Colitis was induced by DSS in Balb/c mice. Treatment with
acteoside (120, 600 microg/mouse/day) was performed intraperitoneally. The colon lengths were determined. Colonic tissue was scored histologically (max. score 8) by a blinded investigator. T cells isolated from mesenteric lymph nodes (MLN) were stimulated with anti-CD3 antibody in the presence of
interleukin (IL)-2 (final concentration 10 U/ml). After incubation for 24 h, IL-1beta,
IL-6,
IL-12 tumour
necrosis factor (
TNF)-alpha and
interferon (IFN)-gamma levels in supernatants were analysed by the beadlyte
cytokine detection system. Histological scoring of colonic tissue revealed that application of
acteoside was followed by a significantly improved histological score.

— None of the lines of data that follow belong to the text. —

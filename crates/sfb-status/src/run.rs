//! Run-status aggregator.
//!
//! Recomputes `status/run.json` from the current shard population. Safe to
//! re-run at any time: shard statuses are monotonic once terminal, so a
//! terminal run reproduces the same payload (modulo `updated_at`).

use anyhow::{Context, Result};
use sfb_schemas::event::EventDetails;
use sfb_schemas::keys::RunScope;
use sfb_schemas::run::{derive_run_state, RunState, RunStatusDoc, ShardCounts};
use sfb_schemas::shard::ShardDoc;
use sfb_schemas::time::iso_utc_now;
use sfb_store::{get_json, list_json, put_json, ObjectStore};

use crate::events::EventScribe;

/// Run-level settings echoed into every run-status payload.
#[derive(Clone, Debug)]
pub struct RunStatusInputs {
    pub lock_owner: String,
    pub max_parallel_instances: u32,
    pub shard_max_attempts: u32,
}

/// List the shard population, tally it, and rewrite the run-status object,
/// preserving `created_at` and a previously set `completed_at`.
pub async fn refresh_run_status(
    store: &dyn ObjectStore,
    scope: &RunScope,
    inputs: &RunStatusInputs,
) -> Result<RunStatusDoc> {
    let existing: Option<RunStatusDoc> = get_json(store, &scope.run_status_key())
        .await
        .context("read existing run status")?;

    let shards: Vec<(String, ShardDoc)> = list_json(store, &scope.shard_prefix())
        .await
        .context("list shard objects")?;
    let counts = ShardCounts::tally(shards.iter().map(|(_, doc)| doc.status));
    let (state, terminal) = derive_run_state(&counts);

    let now = iso_utc_now();
    let created_at = existing
        .as_ref()
        .map(|doc| doc.created_at.clone())
        .filter(|s| !s.is_empty())
        .unwrap_or_else(|| now.clone());
    // Once terminal, completed_at sticks to its first value forever.
    let completed_at = match (&existing, terminal) {
        (Some(doc), _) if doc.completed_at.is_some() => doc.completed_at.clone(),
        (_, true) => Some(now.clone()),
        (_, false) => None,
    };

    let payload = RunStatusDoc {
        mode: "s3_queue".to_string(),
        queue_mode: true,
        run_id: scope.run_id.clone(),
        benchmark_uuid: scope.benchmark_uuid.clone(),
        state,
        terminal,
        requested_shards: counts.total,
        counts,
        max_parallel_instances: inputs.max_parallel_instances,
        shard_max_attempts: inputs.shard_max_attempts,
        lock_owner: inputs.lock_owner.clone(),
        created_at,
        updated_at: now,
        completed_at,
    };

    put_json(store, &scope.run_status_key(), &payload)
        .await
        .context("write run status")?;
    Ok(payload)
}

/// Aggregator plus the event edge: emits one `run_status` event whenever the
/// published state differs from the last state this tracker saw.
#[derive(Debug, Default)]
pub struct RunStatusTracker {
    last_state: Option<RunState>,
}

impl RunStatusTracker {
    pub fn new() -> Self {
        Self::default()
    }

    /// Start from an already-published state so the first refresh does not
    /// re-announce it.
    pub fn starting_from(state: RunState) -> Self {
        Self {
            last_state: Some(state),
        }
    }

    pub async fn refresh_and_publish(
        &mut self,
        store: &dyn ObjectStore,
        scope: &RunScope,
        inputs: &RunStatusInputs,
        scribe: &EventScribe,
    ) -> Result<RunStatusDoc> {
        let payload = refresh_run_status(store, scope, inputs).await?;
        if self.last_state != Some(payload.state) {
            let details = EventDetails {
                counts: Some(payload.counts.clone()),
                terminal: Some(payload.terminal),
                ..Default::default()
            };
            scribe
                .run_event(store, payload.state.as_str(), details)
                .await?;
            self.last_state = Some(payload.state);
        }
        Ok(payload)
    }
}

In acute
colitis the histological score was 3.2 with
acteoside versus 5.2 with
phosphate-buffered saline (PBS) (P < 0.02). In chronic
colitis both 120 microg (3.3 versus 5.2) or 600 microg
acteoside (3.0 versus 5.2) significantly ameliorated
colitis (both P < 0.02). Stimulated MLN from mice with chronic DSS-induced
colitis treated with
acteoside showed a significant down-regulation of IFN-gamma secretion (195 pg/ml with 600 microg
acteoside versus 612 pg/ml with PBS, P < 0.02). Inhibition of oxidative burst activity with
acteoside reduced mucosal tissue damage in DSS
colitis and could be a therapeutic alternative for IBD treatment. Further studies of this agent are warranted.